Researchers from the mobile security firm Zimperium say the massive scamming campaign has plagued Android since November 2020. As is often the case, the attackers were able to sneak benign-looking apps like “Handy Translator Pro,” “Heart Rate and Pulse Tracker,” and “Bus – Metrolis 2021” into Google Play as fronts for something more sinister. After downloading one of the malicious apps, a victim would receive a flood of notifications, five an hour, that prompted them to “confirm” their phone number to claim a prize. The “prize” claim page loaded through an in-app browser, a common technique for keeping malicious indicators out of the code of the app itself.

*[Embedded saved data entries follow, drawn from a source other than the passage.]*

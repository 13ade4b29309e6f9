//! Origin/destination input: either a free-form address or a coordinate pair.
//!
//! Everything downstream of the boundary works on [`GeoPoint`]; a `Location`
//! is resolved exactly once before any geodesy runs.

use std::fmt;
use std::str::FromStr;

use crate::error::{IsochroneError, Result};
use crate::geodesy::GeoPoint;
use crate::oracle::Geocoder;

/// Address string or `(lat, lng)` coordinate.
#[derive(Clone, Debug, PartialEq)]
pub enum Location {
    Address(String),
    Coordinate(GeoPoint),
}

impl Location {
    /// Resolve to a point, consulting `geocoder` only for addresses.
    pub fn resolve<G: Geocoder + ?Sized>(&self, geocoder: &G) -> Result<GeoPoint> {
        match self {
            Location::Coordinate(p) => {
                if !p.is_valid() {
                    return Err(IsochroneError::InvalidInput(format!(
                        "coordinate out of range: {p}"
                    )));
                }
                Ok(*p)
            }
            Location::Address(a) => {
                if a.trim().is_empty() {
                    return Err(IsochroneError::InvalidInput(
                        "origin cannot be blank".to_string(),
                    ));
                }
                Ok(geocoder.resolve(a)?)
            }
        }
    }
}

impl From<GeoPoint> for Location {
    fn from(p: GeoPoint) -> Self {
        Location::Coordinate(p)
    }
}

impl fmt::Display for Location {
    fn fmt(&self, f: &mut fmt::Formatter<'_>) -> fmt::Result {
        match self {
            Location::Address(a) => f.write_str(a),
            Location::Coordinate(p) => write!(f, "{p}"),
        }
    }
}

/// `"lat,lng"` with two finite in-range numbers parses as a coordinate; any
/// other non-blank text is an address.
impl FromStr for Location {
    type Err = IsochroneError;

    fn from_str(s: &str) -> Result<Self> {
        let s = s.trim();
        if s.is_empty() {
            return Err(IsochroneError::InvalidInput(
                "location cannot be blank".to_string(),
            ));
        }
        if let Some((a, b)) = s.split_once(',') {
            if let (Ok(lat), Ok(lng)) = (a.trim().parse::<f64>(), b.trim().parse::<f64>()) {
                let p = GeoPoint::new(lat, lng);
                if p.is_valid() {
                    return Ok(Location::Coordinate(p));
                }
                return Err(IsochroneError::InvalidInput(format!(
                    "coordinate out of range: {s}"
                )));
            }
        }
        Ok(Location::Address(s.to_string()))
    }
}
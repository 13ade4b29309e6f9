//! Isochrone estimation by per-bearing binary search against a travel-time oracle.
//!
//! Layout
//! - `geodesy`: spherical destination point, bearing, and distance.
//! - `engine`: per-spoke radius brackets and the convergence state machine.
//! - `orchestrator`: the round loop (`solve`).
//! - `sort`: angular ordering of the contour.
//! - `oracle`, `location`: collaborator traits and the address/coordinate input.
//! - `provider`: Google Maps geocoder and Distance Matrix adapters.

pub mod engine;
pub mod error;
pub mod geodesy;
pub mod location;
pub mod oracle;
pub mod orchestrator;
pub mod provider;
pub mod sort;

/// Library version string.
pub const VERSION: &str = env!("CARGO_PKG_VERSION");

pub use engine::IsochroneCfg;
pub use error::{IsochroneError, ProviderError};
pub use geodesy::GeoPoint;
pub use location::Location;
pub use orchestrator::{solve, Isochrone, IsochroneRequest};

/// Common exports for callers.
pub mod prelude {
    pub use crate::engine::{ConvergenceEngine, IsochroneCfg, Progress, SpokeState, SpokeStatus};
    pub use crate::error::{IsochroneError, ProviderError};
    pub use crate::geodesy::{bearing, destination_point, distance_miles, GeoPoint};
    pub use crate::location::Location;
    pub use crate::oracle::{FixedPause, Geocoder, NoPause, Pause, TravelTime, TravelTimeOracle};
    pub use crate::orchestrator::{solve, Isochrone, IsochroneRequest, SpokeSummary};
    pub use crate::sort::sort_points;
}
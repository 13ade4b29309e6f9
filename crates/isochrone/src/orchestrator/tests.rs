//! Scenario tests against synthetic travel-time fields.

use super::*;
use crate::geodesy::{bearing, bearing_delta, distance_miles};
use crate::oracle::{NoPause, TravelTime};
use std::cell::Cell;

const CHICAGO: GeoPoint = GeoPoint::new(41.8781, -87.6298);

/// Oracle whose duration is `minutes_per_mile × crow-flies distance`, labelling
/// each destination by its exact coordinates.
struct SpeedField {
    minutes_per_mile: f64,
    calls: Cell<usize>,
    /// `(round, spoke)` answered with a per-element failure.
    fail_at: Option<(usize, usize)>,
}

impl SpeedField {
    fn new(minutes_per_mile: f64) -> Self {
        Self {
            minutes_per_mile,
            calls: Cell::new(0),
            fail_at: None,
        }
    }
}

fn coordinate(loc: &Location) -> GeoPoint {
    match loc {
        Location::Coordinate(p) => *p,
        Location::Address(a) => panic!("unexpected address destination {a}"),
    }
}

impl TravelTimeOracle for SpeedField {
    fn travel_times(
        &self,
        origin: GeoPoint,
        destinations: &[Location],
    ) -> Result<Vec<TravelTime>, ProviderError> {
        let round = self.calls.get() + 1;
        self.calls.set(round);
        Ok(destinations
            .iter()
            .enumerate()
            .map(|(i, d)| {
                let p = coordinate(d);
                let minutes = if self.fail_at == Some((round, i)) {
                    None
                } else {
                    Some(distance_miles(origin, p) * self.minutes_per_mile)
                };
                TravelTime::new(p.to_string(), minutes)
            })
            .collect())
    }
}

/// Always `minutes`, with a fresh label every element so nothing freezes.
struct ConstantField {
    minutes: f64,
    calls: Cell<usize>,
    labels: Cell<usize>,
}

impl TravelTimeOracle for ConstantField {
    fn travel_times(
        &self,
        _origin: GeoPoint,
        destinations: &[Location],
    ) -> Result<Vec<TravelTime>, ProviderError> {
        self.calls.set(self.calls.get() + 1);
        Ok(destinations
            .iter()
            .map(|_| {
                let n = self.labels.get();
                self.labels.set(n + 1);
                TravelTime::new(format!("probe-{n}"), Some(self.minutes))
            })
            .collect())
    }
}

/// Parses `"lat,lng"` labels; anything else resolves to `fallback`.
struct LabelGeocoder {
    fallback: GeoPoint,
    calls: Cell<usize>,
}

impl LabelGeocoder {
    fn new(fallback: GeoPoint) -> Self {
        Self {
            fallback,
            calls: Cell::new(0),
        }
    }
}

impl Geocoder for LabelGeocoder {
    fn resolve(&self, address: &str) -> Result<GeoPoint, ProviderError> {
        self.calls.set(self.calls.get() + 1);
        if address.trim().is_empty() {
            return Err(ProviderError::EmptyAddress);
        }
        match address.parse::<Location>() {
            Ok(Location::Coordinate(p)) => Ok(p),
            _ => Ok(self.fallback),
        }
    }
}

#[derive(Default)]
struct CountingPause(Cell<usize>);

impl Pause for CountingPause {
    fn pause(&self) {
        self.0.set(self.0.get() + 1);
    }
}

#[test]
fn chicago_four_spokes_at_fifteen_mph() {
    let cfg = IsochroneCfg::new(15.0).with_spokes(4);
    let oracle = SpeedField::new(4.0);
    let geocoder = LabelGeocoder::new(CHICAGO);
    let iso = solve(
        &Location::Coordinate(CHICAGO),
        cfg,
        &geocoder,
        &oracle,
        &NoPause,
    )
    .unwrap();

    assert_eq!(iso.origin, CHICAGO);
    assert_eq!(iso.points.len(), 4);
    assert!(iso.rounds <= 30);
    assert_eq!(oracle.calls.get(), iso.rounds);
    for s in &iso.spokes {
        assert!(
            (s.radius_miles - 3.75).abs() <= 0.1 / 4.0 + 1e-9,
            "radius {}",
            s.radius_miles
        );
        assert!((s.minutes - 15.0).abs() <= 0.1);
    }
    let expected = [0.0, 90.0, 180.0, 270.0];
    for (p, want) in iso.points.iter().zip(expected) {
        let got = bearing(CHICAGO, *p);
        assert!(bearing_delta(got, want).abs() < 0.5, "got {got} want {want}");
    }
    let bearings: Vec<f64> = iso.points.iter().map(|p| bearing(CHICAGO, *p)).collect();
    assert!(bearings.windows(2).all(|w| w[0] <= w[1]), "{bearings:?}");
}

#[test]
fn twelve_spokes_default_resolution() {
    let oracle = SpeedField::new(2.0);
    let geocoder = LabelGeocoder::new(CHICAGO);
    let iso = solve(
        &Location::Coordinate(CHICAGO),
        IsochroneCfg::new(30.0),
        &geocoder,
        &oracle,
        &NoPause,
    )
    .unwrap();
    assert_eq!(iso.points.len(), 12);
    for s in &iso.spokes {
        assert!((s.radius_miles - 15.0).abs() <= 0.05 + 1e-9);
    }
}

#[test]
fn request_solves_like_the_free_function() {
    let req = IsochroneRequest::new(CHICAGO, IsochroneCfg::new(15.0).with_spokes(6));
    let geocoder = LabelGeocoder::new(CHICAGO);
    let a = req.solve(&geocoder, &SpeedField::new(4.0), &NoPause).unwrap();
    let b = solve(&req.origin, req.cfg, &geocoder, &SpeedField::new(4.0), &NoPause).unwrap();
    assert_eq!(a, b);
}

#[test]
fn timeout_after_exactly_thirty_batches() {
    let cfg = IsochroneCfg::new(15.0).with_spokes(4);
    let oracle = ConstantField {
        minutes: 16.0,
        calls: Cell::new(0),
        labels: Cell::new(0),
    };
    let geocoder = LabelGeocoder::new(CHICAGO);
    let err = solve(
        &Location::Coordinate(CHICAGO),
        cfg,
        &geocoder,
        &oracle,
        &NoPause,
    )
    .unwrap_err();
    assert_eq!(err, IsochroneError::ConvergenceTimeout { rounds: 30 });
    assert_eq!(oracle.calls.get(), 30);
    assert_eq!(geocoder.calls.get(), 0);
}

#[test]
fn single_failed_destination_is_absorbed() {
    let cfg = IsochroneCfg::new(15.0).with_spokes(4);
    let mut oracle = SpeedField::new(4.0);
    // Round 2 probes 10 miles, already past the target, so the sentinel's
    // inward move matches what a real answer would have done.
    oracle.fail_at = Some((2, 2));
    let geocoder = LabelGeocoder::new(CHICAGO);
    let iso = solve(
        &Location::Coordinate(CHICAGO),
        cfg,
        &geocoder,
        &oracle,
        &NoPause,
    )
    .unwrap();
    assert_eq!(iso.points.len(), 4);
    for s in &iso.spokes {
        assert!((s.minutes - 15.0).abs() <= 0.1, "spoke {s:?}");
    }
}

#[test]
fn invalid_settings_make_no_external_calls() {
    let oracle = SpeedField::new(4.0);
    let geocoder = LabelGeocoder::new(CHICAGO);
    let origin = Location::Address("1 N State St Chicago IL".into());
    for cfg in [
        IsochroneCfg::new(15.0).with_spokes(2),
        IsochroneCfg::new(0.0),
        IsochroneCfg::new(15.0).with_tolerance(f64::NAN),
    ] {
        let err = solve(&origin, cfg, &geocoder, &oracle, &NoPause).unwrap_err();
        assert!(matches!(err, IsochroneError::InvalidInput(_)));
    }
    let blank = Location::Address("  ".into());
    let err = solve(&blank, IsochroneCfg::new(15.0), &geocoder, &oracle, &NoPause).unwrap_err();
    assert!(matches!(err, IsochroneError::InvalidInput(_)));
    assert_eq!(oracle.calls.get(), 0);
    assert_eq!(geocoder.calls.get(), 0);
}

#[test]
fn address_origin_is_geocoded_once_and_vertices_paced() {
    let cfg = IsochroneCfg::new(15.0).with_spokes(5);
    let oracle = SpeedField::new(4.0);
    let geocoder = LabelGeocoder::new(CHICAGO);
    let pause = CountingPause::default();
    let origin = Location::Address("Willis Tower".into());
    let iso = solve(&origin, cfg, &geocoder, &oracle, &pause).unwrap();
    assert_eq!(iso.origin, CHICAGO);
    // origin + one per vertex
    assert_eq!(geocoder.calls.get(), 1 + 5);
    assert_eq!(pause.0.get(), 4);
}

#[test]
fn batch_level_failure_aborts() {
    struct Down;
    impl TravelTimeOracle for Down {
        fn travel_times(
            &self,
            _origin: GeoPoint,
            _destinations: &[Location],
        ) -> Result<Vec<TravelTime>, ProviderError> {
            Err(ProviderError::Status {
                status: "OVER_QUERY_LIMIT".into(),
            })
        }
    }
    let geocoder = LabelGeocoder::new(CHICAGO);
    let err = solve(
        &Location::Coordinate(CHICAGO),
        IsochroneCfg::new(15.0),
        &geocoder,
        &Down,
        &NoPause,
    )
    .unwrap_err();
    assert!(matches!(
        err,
        IsochroneError::Provider(ProviderError::Status { .. })
    ));
}

#[test]
fn short_batch_is_a_provider_error() {
    struct Short;
    impl TravelTimeOracle for Short {
        fn travel_times(
            &self,
            _origin: GeoPoint,
            destinations: &[Location],
        ) -> Result<Vec<TravelTime>, ProviderError> {
            Ok(destinations
                .iter()
                .skip(1)
                .map(|_| TravelTime::new("x", Some(1.0)))
                .collect())
        }
    }
    let geocoder = LabelGeocoder::new(CHICAGO);
    let err = solve(
        &Location::Coordinate(CHICAGO),
        IsochroneCfg::new(15.0),
        &geocoder,
        &Short,
        &NoPause,
    )
    .unwrap_err();
    assert!(matches!(
        err,
        IsochroneError::Provider(ProviderError::InvalidResponse(_))
    ));
}

/// Two radii snapping to one provider label stop the spoke early; the
/// result converges but need not meet the tolerance.
#[test]
fn snapped_labels_can_freeze_a_spoke() {
    struct Snapping;
    impl TravelTimeOracle for Snapping {
        fn travel_times(
            &self,
            origin: GeoPoint,
            destinations: &[Location],
        ) -> Result<Vec<TravelTime>, ProviderError> {
            Ok(destinations
                .iter()
                .map(|d| {
                    let p = coordinate(d);
                    let miles = distance_miles(origin, p);
                    // Everything beyond 5 miles snaps to one interchange.
                    let label = if miles > 5.0 {
                        "Interchange".to_string()
                    } else {
                        p.to_string()
                    };
                    TravelTime::new(label, Some(miles * 0.5))
                })
                .collect())
        }
    }
    let geocoder = LabelGeocoder::new(CHICAGO);
    let cfg = IsochroneCfg::new(15.0).with_spokes(3);
    let iso = solve(
        &Location::Coordinate(CHICAGO),
        cfg,
        &geocoder,
        &Snapping,
        &NoPause,
    )
    .unwrap();
    for s in &iso.spokes {
        assert_eq!(s.address, "Interchange");
        assert!(s.minutes < 15.0 - cfg.tolerance_minutes);
    }
}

Once a user entered their digits, the attackers signed them up for a monthly recurring charge of about $42 through the premium SMS services feature of wireless bills. It’s a mechanism that normally lets you pay for digital services or, say, send money to a charity via text message. In this case, it went directly to crooks.

The techniques are common in malicious Play Store apps, and premium SMS fraud in particular is a notorious issue. But the researchers say it’s significant that attackers were able to string these known approaches together in a way that was still extremely effective—and in staggering numbers—even as Google has continuously improved its Android security and Play Store defenses.